# tout à fait d'accord



## eroz

¿Qué quiere decir "tout à fait d'accord" en este contexto?

"Le directeur: Prenez le périphérique!
Joseph: Oui, mais je ne peux pas tourner à droite.
Hé ho! T'es pas un peu fou!
Le directeur: Qu'est-ce que vous voulez, il y a trop des voitures!
Joseph: Tout à fait d'accord!"

¿No es algo así como, "a sus órdenes" o "todo como se pide"?


----------



## Outsider

Me parece que sí, pero espere por más respuestas.


----------



## yserien

Tambien podría ser totalmente de acuerdo.
Vale, de acuerdo.
Muiy bien señor.
Vamos para allá      etc......


----------



## Violet Green

moi je comprends plutôt

"eso".
ou
"lo que digo yo".

(ils tombent enfin d'accord sur un point.)


----------



## Víctor Pérez

Tout à fait d'accord: *totalmente de acuerdo*. En este caso con lo que el director acaba de decir, es decir, con el hecho de que hay demasiados coches.
saludos


----------



## eroz

Gracias


----------



## uman

Comment dit-on  (como se dice...) "tout à fait" en espagnol?


----------



## lpfr

Depende  del contexto. En algunos casos corresponde a "completamente".


----------



## Domtom

_

*tout à fait* (_complément: fini, prêt_) del todo; (_exactement: vrai, juste, identique_) perfectamente; *"tout à fait!" *(_oui_) "¡desde luego!"

FUENTE:

Collins Compact Plus Français-Espagnol Espagnol-Français Diccionario bilingüe y guía rápida del idioma actual, 2ª edición, 2004.

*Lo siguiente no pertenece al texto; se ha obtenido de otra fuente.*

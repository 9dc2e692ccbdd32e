use bevy::prelude::*;

use crate::combat::components::Stats;
use crate::combat::hit::knockback_direction;
use crate::game::resources::PlayerPosition;
use crate::movement::components::{from_xz, move_towards, Facing, Knockback, Locomotion, MotionState};
use crate::movement::events::KnockbackEvent;
use crate::player::components::{Dash, Player, PlayerIntent};

/// Accelerated input-driven player movement on the XZ plane.
/// Velocity eases toward `direction * move_speed` and slides to rest when input is released.
/// Only runs while the player is Idle or Moving.
#[allow(clippy::type_complexity)]
pub fn player_locomotion_system(
    time: Res<Time>,
    mut query: Query<
        (
            &mut Transform,
            &mut MotionState,
            &mut Locomotion,
            &mut Facing,
            &Stats,
            &PlayerIntent,
        ),
        With<Player>,
    >,
) {
    let dt = time.delta_secs();

    for (mut transform, mut motion, mut locomotion, mut facing, stats, intent) in query.iter_mut() {
        if !motion.accepts_input() {
            continue;
        }

        let desired = intent.movement_direction();
        let rate = if desired.length() > 0.01 {
            locomotion.acceleration
        } else {
            locomotion.deceleration
        };
        let target = desired * stats.move_speed;
        locomotion.velocity = move_towards(locomotion.velocity, target, rate * dt);
        transform.translation += locomotion.velocity * dt;

        *motion = if desired == Vec3::ZERO {
            MotionState::Idle
        } else {
            MotionState::Moving(desired)
        };

        match intent.aim {
            Some(aim) => facing.look(aim),
            None => facing.look(desired),
        }
        transform.look_to(facing.direction(), Vec3::Y);
    }
}

/// Start knockback for every accepted `KnockbackEvent`.
pub fn knockback_trigger_system(
    mut knockback_events: MessageReader<KnockbackEvent>,
    mut query: Query<(&Transform, &mut MotionState, Option<&Dash>)>,
) {
    for event in knockback_events.read() {
        let Ok((transform, mut motion, dash)) = query.get_mut(event.target) else {
            continue;
        };

        // Dash outranks knockback, and a running knockback is never restacked
        if !motion.accepts_input() || dash.is_some_and(Dash::blocks_knockback) {
            debug!("knockback on {:?} rejected", event.target);
            continue;
        }

        let direction = knockback_direction(transform.translation, event.source_position);
        *motion = MotionState::Knockback(Knockback::new(direction, event.power, event.duration));
    }
}

/// Apply decaying knockback displacement; return to Idle once it runs out.
pub fn knockback_motion_system(
    time: Res<Time>,
    mut query: Query<(&mut Transform, &mut MotionState, Option<&mut Locomotion>)>,
) {
    let dt = time.delta_secs();

    for (mut transform, mut motion, locomotion) in query.iter_mut() {
        if !motion.is_knocked_back() {
            continue;
        }

        let finished = {
            let MotionState::Knockback(knockback) = &mut *motion else {
                continue;
            };
            transform.translation += knockback.step(dt);
            knockback.is_finished()
        };

        if finished {
            *motion = MotionState::Idle;
            if let Some(mut locomotion) = locomotion {
                locomotion.velocity = Vec3::ZERO;
            }
        }
    }
}

/// Mirror the player's ground position into `PlayerPosition` for spawners and AI.
pub fn track_player_position(
    player_query: Query<&Transform, With<Player>>,
    mut player_position: ResMut<PlayerPosition>,
) {
    let Ok(transform) = player_query.single() else {
        return;
    };
    player_position.0 = from_xz(transform.translation);
}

Estoy de acuerdo con la definición del diccionario.


----------



## Marlluna

También puede ser: Exactamente! ¿nos pones la frase?


----------



## uman

**** Comentarios a mensaje suprimido. Martine (Mod...)

Vous dites que le terme "tout à fait" corréspond parfois à "competamente". Quels sont les autres façons dont l'on peut traduire "tout à fait"?

EDIT: Je vois que d'autres personnes m'ont répondu alors que moi je répondais à lpfr. Merci à tous.

Je voudrais savoir dire, par example, "Je suis tout à fait d'accord avec toi." Ou, dans une situation légèrement différente:

Personne Une: Es-tu d'accord avec moi? Partages-tu mon point de vue?
Personne Deux: Tout à fait.

Ce ne sont que deux examples parmis d'autres... les deux qui me sont venus à l'esprit.


----------



## Víctor Pérez

Une fois les malentendus concernant les nationalités tout à fait surmontés, je passe à répondre à ta question, *uman*.

Personne Une: Es-tu d'accord avec moi? Partages-tu mon point de vue?
Personne Deux: Tout à fait.---> *totalmente*,* completamente*,* sin duda alguna*,


----------



## uman

Merci! 

The message I have entered is too short...


----------



## ena 63

Hola;
Añado,
 -"¿estás de acuerdo conmigo?"
 -"sin lugar a dudas", "por supuesto", "en todo".


----------



## Boke79

Buenos Dias, podrian decirme que quiere decir esta expresion y en que contexto se utiliza??


----------



## poupounette

Lo primero que me viene a la mente es "completamente"

Ej: Je suis tout à fait d'accord avec toi: estoy completamente de acuerdo contigo.

Pero varía según el contexto: ce n'est pas tout à fait la même chose: no es exactamente lo mismo

Así que según el contexto tendrá un matiz u otro


----------



## Boke79

Merci bien, poupounette!!


----------



## lpfr

Mira aquí: http://www.wordreference.com/fres/tout%20%E0%20fait


----------



## Keiria

¡Hola a todos!
   Estoy intentado entender el uso de la expresión "tout à fait". Sé que normalmente significa "totalmente" o incluso "claro". Pero sé que hay otros casos en los que no se puede traducir así. 

   Por ejemplo, el otro día en una emisión de televisión, el presentador dijo, used está casado y tiene 2 hijos, a lo que el concursante respondió: tout à fait. 
   En este caso tengo claro que quiere decir algo como "exacto" (totalmente casado o claro que estoy casado, no tiene mucho sentido).

   Lo que quería saber es si hay otros casos en los que se utiliza en los que tenga un significado distinto. Y también, si es habitual responder "tout à fait" cuando en español diríamos "exacto".


----------



## Paquita

http://www.cnrtl.fr/lexicographie/fait D) 

"Tout à fait" es énfasis de "oui" . Existe un juego : el "ni oui ni non" en el cual tienes que contestar las preguntas sin usar ninguna de estas dos palabras, y 'tout à fait' es un recurso ...

El sentido real es "por completo" ; negativamente "pas tout à fait" = casi (je n'ai pas tout à fait fini)


----------



## Keiria

Merci beaucoup Paquita!
Tout à fait clair.


----------



## diegoloz

estoy traduciendo un texto de psicoanálisis y me encuentro trabado con esta frase - qui depuis le temps a eu le temps tout à fait d´oublier son expérience- Entiendo que sería: después tendrá el tiempo, de hecho, de para olvidar su experiencia. 
Gracias


----------



## Víctor Pérez

¡Bienvenido, *Diego*, a este paranoico mundo del idioma!

*Depuis le temps* significa *desde aquel entonces*.
*A eu le temps* es *ha tenido tiempo*.
*Tout à fait* se aplica, en este caso, a lo que le precede, es decir a tiempo y significa *suficiente*.  

Todo esto nos daría:

*Que, desde aquel entonces, ha tenido tiempo suficiente para olvidar su experiencia. * 

Como los caminos de la mente son inescrutables, te recomiendo que esperes otras opiniones.


----------



## diegoloz

Gracias por tu amabilidad!


----------